_RECORDS TO USE_:
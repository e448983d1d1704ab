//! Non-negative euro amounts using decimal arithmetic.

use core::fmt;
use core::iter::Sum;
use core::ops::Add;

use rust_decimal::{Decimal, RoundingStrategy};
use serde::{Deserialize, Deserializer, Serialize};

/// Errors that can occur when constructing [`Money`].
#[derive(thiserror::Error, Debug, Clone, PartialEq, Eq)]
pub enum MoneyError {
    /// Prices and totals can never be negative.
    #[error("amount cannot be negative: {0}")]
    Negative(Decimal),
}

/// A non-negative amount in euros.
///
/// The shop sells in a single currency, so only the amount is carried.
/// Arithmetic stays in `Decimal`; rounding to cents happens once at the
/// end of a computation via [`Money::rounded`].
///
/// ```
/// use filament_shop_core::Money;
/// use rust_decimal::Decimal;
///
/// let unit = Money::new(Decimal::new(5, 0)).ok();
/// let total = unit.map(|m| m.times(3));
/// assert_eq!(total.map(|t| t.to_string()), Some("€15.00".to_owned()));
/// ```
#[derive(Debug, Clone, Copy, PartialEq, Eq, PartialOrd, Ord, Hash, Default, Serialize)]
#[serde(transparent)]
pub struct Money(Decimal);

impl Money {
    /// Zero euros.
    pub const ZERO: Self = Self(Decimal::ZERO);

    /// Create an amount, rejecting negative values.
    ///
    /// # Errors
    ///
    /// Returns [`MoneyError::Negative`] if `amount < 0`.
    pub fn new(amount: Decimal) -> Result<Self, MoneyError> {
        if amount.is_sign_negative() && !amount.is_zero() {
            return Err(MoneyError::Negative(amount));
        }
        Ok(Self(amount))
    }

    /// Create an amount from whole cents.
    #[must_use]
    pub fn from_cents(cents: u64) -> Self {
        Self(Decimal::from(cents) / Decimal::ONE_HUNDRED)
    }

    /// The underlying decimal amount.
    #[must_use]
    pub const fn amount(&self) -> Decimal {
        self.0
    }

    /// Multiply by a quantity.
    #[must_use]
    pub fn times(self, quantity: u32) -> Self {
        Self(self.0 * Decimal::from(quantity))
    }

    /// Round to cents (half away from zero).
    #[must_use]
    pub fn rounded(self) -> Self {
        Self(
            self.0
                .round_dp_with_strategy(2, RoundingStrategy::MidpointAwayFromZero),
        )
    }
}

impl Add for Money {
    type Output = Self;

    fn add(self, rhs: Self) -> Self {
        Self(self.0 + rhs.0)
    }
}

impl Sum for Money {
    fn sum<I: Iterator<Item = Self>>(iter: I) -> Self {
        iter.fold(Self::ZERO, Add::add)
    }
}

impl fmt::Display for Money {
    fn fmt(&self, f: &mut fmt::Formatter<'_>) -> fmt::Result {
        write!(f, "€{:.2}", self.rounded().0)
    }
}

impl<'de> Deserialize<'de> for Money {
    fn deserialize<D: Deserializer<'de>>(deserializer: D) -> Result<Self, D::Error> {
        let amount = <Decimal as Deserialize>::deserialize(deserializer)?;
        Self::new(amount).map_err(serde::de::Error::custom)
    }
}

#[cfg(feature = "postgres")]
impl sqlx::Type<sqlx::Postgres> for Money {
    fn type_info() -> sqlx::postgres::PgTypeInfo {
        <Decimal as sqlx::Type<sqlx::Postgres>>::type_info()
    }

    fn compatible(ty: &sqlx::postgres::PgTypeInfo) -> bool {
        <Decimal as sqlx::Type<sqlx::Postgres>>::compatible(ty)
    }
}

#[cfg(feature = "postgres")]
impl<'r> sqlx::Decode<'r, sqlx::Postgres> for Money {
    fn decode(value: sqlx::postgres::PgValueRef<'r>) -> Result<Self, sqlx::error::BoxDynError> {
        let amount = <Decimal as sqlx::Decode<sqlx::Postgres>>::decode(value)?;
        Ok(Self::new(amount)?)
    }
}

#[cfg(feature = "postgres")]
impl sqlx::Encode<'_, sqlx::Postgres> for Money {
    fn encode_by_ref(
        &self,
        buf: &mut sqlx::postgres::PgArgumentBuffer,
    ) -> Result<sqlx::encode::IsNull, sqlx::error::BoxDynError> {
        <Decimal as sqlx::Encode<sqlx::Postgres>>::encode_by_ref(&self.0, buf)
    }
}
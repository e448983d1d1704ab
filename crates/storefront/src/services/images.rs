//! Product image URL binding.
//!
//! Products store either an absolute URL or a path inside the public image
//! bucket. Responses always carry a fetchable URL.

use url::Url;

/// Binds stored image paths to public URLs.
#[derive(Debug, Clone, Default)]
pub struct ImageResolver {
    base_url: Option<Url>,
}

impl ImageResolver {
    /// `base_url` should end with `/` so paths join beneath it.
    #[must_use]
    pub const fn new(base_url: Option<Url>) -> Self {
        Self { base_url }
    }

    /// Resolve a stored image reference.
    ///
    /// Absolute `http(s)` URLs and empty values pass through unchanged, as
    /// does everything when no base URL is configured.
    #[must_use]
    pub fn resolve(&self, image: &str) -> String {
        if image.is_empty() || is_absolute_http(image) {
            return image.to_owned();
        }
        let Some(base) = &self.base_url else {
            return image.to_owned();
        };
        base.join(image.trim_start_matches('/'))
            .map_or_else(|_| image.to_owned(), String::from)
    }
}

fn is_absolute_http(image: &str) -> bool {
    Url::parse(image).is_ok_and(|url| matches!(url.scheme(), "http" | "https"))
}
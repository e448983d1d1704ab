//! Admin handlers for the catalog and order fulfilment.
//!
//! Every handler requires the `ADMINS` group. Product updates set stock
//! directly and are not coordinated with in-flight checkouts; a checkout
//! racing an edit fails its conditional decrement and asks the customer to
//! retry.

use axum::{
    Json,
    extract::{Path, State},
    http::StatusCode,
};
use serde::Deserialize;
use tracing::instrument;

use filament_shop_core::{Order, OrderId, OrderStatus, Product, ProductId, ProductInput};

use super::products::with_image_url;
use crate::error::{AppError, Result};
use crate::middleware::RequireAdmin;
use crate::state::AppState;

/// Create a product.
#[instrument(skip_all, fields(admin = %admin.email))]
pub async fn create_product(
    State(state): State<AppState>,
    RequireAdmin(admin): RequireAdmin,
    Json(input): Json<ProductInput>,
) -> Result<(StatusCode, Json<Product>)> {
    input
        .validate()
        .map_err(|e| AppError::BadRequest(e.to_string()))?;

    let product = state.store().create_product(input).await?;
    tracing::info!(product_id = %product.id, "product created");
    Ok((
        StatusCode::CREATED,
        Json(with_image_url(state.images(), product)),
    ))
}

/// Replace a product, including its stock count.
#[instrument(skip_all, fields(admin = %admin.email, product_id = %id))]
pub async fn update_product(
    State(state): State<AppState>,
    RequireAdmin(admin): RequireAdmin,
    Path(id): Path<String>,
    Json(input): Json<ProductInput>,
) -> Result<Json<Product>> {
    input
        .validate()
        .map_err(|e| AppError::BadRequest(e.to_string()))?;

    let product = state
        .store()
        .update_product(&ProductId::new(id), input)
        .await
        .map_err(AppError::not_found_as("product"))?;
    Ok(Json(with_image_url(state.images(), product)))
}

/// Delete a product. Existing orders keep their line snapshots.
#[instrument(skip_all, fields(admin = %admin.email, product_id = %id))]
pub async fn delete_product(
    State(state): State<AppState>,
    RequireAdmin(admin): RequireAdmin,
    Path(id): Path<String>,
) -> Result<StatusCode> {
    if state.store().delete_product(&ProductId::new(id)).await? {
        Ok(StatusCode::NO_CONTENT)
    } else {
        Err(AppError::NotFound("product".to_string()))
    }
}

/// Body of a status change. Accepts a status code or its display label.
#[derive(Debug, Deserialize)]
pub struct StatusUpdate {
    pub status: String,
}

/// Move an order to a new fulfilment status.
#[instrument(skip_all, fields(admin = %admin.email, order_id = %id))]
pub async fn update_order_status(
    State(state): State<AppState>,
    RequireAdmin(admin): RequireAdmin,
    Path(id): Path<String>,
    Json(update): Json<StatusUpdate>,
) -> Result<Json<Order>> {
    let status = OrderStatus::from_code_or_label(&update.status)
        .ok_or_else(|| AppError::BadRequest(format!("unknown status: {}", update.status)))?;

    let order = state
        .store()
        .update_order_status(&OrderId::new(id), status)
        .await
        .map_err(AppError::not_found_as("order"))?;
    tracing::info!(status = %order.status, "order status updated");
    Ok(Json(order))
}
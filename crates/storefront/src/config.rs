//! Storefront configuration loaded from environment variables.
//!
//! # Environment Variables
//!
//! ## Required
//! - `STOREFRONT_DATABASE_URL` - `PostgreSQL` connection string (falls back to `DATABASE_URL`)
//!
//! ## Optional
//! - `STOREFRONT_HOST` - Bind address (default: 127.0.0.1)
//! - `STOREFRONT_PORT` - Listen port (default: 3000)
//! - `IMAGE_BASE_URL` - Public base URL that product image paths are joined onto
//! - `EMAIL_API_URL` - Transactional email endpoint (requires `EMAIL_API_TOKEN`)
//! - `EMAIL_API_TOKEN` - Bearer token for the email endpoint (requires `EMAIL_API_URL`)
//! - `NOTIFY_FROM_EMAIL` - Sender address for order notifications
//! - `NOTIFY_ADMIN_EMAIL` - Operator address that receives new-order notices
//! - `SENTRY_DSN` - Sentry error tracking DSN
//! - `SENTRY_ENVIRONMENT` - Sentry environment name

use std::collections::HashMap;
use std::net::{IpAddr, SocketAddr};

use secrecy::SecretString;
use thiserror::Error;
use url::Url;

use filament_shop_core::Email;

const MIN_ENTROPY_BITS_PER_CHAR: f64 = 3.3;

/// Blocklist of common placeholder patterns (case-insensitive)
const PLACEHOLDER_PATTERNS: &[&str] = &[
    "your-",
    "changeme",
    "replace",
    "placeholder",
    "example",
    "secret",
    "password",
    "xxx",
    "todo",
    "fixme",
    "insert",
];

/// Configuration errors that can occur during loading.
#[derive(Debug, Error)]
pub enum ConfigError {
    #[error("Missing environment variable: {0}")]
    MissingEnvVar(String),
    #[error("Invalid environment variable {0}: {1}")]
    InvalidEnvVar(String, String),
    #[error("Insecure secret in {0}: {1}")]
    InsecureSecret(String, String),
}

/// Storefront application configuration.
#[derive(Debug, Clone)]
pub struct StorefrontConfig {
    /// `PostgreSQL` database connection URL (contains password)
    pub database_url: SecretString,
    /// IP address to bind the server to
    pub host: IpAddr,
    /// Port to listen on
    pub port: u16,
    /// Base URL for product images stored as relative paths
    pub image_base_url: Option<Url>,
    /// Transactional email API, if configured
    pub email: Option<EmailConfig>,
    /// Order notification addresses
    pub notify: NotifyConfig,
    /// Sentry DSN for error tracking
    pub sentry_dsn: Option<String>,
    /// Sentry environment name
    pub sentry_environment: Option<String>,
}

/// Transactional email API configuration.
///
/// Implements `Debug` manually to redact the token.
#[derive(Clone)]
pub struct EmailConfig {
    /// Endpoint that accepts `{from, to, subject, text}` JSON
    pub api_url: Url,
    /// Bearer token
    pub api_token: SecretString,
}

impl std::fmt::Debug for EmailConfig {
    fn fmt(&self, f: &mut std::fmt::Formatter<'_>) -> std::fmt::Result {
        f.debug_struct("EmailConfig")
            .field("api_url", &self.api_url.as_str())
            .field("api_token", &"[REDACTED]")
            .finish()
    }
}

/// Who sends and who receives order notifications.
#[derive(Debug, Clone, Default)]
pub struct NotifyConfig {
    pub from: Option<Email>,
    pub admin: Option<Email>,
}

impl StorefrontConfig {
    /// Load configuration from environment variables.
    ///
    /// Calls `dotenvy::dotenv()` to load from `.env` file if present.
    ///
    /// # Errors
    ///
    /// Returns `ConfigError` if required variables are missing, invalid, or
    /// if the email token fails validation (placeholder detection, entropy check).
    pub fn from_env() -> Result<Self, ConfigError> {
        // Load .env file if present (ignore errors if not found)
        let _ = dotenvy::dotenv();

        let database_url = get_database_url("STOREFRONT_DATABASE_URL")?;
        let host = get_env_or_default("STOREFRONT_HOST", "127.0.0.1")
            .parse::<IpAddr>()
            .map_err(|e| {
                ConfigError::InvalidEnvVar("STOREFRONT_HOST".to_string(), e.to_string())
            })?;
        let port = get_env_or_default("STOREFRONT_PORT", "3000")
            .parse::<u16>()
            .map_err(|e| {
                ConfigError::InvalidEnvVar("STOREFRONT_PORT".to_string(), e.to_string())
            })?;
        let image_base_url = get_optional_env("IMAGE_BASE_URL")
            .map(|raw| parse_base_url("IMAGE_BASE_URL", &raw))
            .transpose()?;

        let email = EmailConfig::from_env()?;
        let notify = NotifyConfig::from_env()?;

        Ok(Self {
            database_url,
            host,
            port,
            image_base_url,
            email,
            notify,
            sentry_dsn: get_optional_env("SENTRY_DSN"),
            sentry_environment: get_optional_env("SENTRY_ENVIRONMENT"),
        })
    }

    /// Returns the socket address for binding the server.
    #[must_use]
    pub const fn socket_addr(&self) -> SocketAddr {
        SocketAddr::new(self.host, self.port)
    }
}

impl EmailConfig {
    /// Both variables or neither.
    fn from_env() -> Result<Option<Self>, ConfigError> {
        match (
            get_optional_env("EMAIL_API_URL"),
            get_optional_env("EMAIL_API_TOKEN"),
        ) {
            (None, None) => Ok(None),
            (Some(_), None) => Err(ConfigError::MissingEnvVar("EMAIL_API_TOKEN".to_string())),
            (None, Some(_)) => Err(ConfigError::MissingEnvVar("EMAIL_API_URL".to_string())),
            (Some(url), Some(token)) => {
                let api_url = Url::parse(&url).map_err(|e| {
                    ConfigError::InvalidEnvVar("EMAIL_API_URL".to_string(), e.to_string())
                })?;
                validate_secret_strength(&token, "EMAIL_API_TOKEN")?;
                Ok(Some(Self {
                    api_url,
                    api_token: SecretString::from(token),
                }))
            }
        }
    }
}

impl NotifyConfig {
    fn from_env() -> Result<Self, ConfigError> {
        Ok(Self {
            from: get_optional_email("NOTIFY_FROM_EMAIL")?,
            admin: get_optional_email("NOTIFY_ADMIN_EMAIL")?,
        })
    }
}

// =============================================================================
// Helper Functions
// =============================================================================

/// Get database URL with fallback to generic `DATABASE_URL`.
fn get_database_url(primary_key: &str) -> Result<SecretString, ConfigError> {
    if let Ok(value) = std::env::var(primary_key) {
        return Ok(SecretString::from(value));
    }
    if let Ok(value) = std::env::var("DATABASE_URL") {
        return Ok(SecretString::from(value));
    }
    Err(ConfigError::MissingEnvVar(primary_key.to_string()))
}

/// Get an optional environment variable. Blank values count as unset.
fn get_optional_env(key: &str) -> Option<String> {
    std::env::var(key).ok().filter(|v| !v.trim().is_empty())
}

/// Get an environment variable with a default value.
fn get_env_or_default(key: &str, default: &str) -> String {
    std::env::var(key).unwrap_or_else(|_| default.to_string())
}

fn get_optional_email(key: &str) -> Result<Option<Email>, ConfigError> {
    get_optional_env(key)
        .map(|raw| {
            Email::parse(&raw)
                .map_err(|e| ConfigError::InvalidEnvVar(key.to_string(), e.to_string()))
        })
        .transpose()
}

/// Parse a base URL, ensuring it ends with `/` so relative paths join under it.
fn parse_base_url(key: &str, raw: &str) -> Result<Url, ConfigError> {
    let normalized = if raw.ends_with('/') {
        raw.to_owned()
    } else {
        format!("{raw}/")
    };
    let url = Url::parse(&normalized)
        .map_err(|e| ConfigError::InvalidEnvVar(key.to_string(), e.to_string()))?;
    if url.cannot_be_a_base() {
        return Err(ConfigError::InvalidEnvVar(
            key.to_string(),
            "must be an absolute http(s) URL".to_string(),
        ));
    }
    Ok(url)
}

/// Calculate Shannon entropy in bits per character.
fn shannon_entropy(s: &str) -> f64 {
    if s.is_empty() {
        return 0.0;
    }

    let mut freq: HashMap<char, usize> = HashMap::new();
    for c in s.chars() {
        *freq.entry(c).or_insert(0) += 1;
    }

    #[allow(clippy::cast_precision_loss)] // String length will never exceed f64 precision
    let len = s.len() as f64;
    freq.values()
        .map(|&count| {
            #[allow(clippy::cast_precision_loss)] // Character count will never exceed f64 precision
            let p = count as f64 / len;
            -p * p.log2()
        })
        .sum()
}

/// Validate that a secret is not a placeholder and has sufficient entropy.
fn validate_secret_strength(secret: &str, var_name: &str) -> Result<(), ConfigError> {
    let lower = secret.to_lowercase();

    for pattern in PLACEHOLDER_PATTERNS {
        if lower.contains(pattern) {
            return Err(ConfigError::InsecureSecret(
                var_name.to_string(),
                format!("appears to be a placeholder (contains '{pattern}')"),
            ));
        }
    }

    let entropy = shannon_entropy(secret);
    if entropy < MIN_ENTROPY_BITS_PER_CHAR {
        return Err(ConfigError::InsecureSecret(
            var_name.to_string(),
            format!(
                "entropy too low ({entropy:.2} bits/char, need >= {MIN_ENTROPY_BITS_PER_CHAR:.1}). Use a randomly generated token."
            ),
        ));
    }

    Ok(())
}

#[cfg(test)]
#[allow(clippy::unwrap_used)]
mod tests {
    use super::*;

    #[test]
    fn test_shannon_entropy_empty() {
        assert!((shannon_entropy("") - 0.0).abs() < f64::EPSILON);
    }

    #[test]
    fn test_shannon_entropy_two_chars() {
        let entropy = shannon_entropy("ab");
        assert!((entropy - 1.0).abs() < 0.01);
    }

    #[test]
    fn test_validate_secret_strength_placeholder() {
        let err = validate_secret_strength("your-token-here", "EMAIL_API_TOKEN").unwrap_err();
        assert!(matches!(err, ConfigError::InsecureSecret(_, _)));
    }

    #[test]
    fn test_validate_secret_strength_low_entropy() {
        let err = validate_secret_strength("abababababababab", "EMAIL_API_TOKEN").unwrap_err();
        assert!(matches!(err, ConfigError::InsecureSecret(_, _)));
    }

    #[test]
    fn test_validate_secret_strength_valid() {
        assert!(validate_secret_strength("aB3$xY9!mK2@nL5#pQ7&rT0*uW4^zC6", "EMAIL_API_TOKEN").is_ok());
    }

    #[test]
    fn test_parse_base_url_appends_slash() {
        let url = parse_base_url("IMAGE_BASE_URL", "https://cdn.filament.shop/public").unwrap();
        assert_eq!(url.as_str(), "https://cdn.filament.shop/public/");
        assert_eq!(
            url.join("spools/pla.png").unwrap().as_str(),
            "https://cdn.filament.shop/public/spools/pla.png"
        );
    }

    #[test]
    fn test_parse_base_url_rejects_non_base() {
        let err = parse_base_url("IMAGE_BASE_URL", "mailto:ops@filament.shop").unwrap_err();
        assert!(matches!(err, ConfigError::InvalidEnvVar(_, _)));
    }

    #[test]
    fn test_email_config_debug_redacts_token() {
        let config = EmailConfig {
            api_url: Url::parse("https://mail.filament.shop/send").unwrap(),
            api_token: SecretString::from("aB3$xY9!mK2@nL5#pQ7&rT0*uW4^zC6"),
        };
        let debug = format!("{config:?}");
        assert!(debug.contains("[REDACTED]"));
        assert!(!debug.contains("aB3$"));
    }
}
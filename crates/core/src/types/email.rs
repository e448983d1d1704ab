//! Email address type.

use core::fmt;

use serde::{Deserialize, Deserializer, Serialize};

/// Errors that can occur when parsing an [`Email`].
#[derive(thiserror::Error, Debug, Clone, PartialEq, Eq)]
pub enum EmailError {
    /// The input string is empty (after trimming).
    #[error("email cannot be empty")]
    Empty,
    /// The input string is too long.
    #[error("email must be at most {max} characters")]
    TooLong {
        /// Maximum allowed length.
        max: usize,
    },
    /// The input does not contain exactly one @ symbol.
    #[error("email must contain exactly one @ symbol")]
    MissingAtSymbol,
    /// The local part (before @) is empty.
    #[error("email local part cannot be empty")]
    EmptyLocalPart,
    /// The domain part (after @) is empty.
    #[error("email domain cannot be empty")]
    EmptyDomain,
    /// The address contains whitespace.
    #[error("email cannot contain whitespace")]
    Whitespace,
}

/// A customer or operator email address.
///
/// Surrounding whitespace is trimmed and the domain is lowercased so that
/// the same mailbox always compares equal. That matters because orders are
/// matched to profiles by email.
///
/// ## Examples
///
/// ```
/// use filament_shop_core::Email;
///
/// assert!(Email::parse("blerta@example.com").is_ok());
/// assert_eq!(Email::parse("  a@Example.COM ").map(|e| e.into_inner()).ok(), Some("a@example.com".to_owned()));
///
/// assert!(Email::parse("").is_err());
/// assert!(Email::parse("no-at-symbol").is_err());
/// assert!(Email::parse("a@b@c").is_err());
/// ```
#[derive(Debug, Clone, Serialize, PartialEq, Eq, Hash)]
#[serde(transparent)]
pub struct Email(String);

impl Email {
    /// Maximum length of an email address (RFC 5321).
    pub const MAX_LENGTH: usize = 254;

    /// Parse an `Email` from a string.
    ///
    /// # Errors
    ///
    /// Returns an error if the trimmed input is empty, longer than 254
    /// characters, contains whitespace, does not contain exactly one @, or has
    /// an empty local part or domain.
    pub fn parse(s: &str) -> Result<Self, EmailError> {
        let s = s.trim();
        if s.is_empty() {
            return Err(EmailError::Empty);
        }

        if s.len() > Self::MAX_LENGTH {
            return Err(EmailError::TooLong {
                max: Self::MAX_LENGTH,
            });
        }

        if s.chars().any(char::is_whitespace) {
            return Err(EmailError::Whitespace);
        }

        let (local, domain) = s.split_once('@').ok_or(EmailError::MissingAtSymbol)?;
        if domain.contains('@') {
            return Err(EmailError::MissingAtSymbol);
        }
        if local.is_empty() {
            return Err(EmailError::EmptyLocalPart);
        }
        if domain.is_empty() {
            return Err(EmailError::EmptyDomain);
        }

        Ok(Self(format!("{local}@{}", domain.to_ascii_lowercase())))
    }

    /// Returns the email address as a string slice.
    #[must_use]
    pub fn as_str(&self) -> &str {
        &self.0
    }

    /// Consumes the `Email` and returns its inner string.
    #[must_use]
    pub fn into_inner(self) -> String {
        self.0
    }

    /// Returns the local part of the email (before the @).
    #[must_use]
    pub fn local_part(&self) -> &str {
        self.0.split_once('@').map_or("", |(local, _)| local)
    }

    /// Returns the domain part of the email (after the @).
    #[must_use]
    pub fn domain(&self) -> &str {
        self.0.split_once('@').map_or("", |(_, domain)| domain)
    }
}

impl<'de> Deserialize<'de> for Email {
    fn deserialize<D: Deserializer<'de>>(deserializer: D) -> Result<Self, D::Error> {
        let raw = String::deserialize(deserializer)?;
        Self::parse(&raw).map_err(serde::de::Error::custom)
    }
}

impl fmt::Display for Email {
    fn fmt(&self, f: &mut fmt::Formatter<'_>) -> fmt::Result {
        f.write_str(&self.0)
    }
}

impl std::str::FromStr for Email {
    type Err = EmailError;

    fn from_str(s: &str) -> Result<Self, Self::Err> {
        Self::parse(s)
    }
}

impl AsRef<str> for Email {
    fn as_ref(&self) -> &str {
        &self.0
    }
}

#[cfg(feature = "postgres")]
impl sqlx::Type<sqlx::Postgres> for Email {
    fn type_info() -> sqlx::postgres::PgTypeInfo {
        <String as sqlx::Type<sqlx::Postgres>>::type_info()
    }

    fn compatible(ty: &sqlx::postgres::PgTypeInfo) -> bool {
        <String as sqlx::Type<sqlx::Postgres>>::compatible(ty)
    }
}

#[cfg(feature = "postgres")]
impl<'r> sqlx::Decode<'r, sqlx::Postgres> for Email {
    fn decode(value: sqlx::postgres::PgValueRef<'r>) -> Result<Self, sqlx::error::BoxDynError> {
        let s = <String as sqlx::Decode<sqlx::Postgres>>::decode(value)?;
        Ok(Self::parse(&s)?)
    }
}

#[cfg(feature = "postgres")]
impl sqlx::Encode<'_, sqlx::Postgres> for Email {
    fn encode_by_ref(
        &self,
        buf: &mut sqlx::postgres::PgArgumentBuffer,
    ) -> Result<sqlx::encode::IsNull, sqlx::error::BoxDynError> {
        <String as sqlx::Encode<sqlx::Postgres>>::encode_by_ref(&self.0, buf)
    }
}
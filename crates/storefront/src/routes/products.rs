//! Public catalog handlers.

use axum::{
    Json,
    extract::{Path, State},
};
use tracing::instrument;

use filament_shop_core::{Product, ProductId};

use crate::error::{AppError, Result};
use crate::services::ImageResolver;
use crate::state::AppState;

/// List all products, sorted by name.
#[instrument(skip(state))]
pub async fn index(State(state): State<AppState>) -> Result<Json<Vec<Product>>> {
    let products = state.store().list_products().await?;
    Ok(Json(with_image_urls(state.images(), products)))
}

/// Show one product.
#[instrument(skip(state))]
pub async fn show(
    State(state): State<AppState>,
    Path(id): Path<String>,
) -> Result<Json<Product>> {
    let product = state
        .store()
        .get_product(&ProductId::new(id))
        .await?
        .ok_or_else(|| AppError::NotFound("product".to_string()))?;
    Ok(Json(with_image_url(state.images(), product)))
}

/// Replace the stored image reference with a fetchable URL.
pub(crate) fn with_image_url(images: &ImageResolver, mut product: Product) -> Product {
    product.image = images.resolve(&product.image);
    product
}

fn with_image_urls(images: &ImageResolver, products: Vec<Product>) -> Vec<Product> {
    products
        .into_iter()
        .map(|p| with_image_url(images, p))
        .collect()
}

_ABOUT THIS EXERCISE_: In the entries above, count each line containing the word "serde" and reply with only the count.

_THE ANSWER_: 7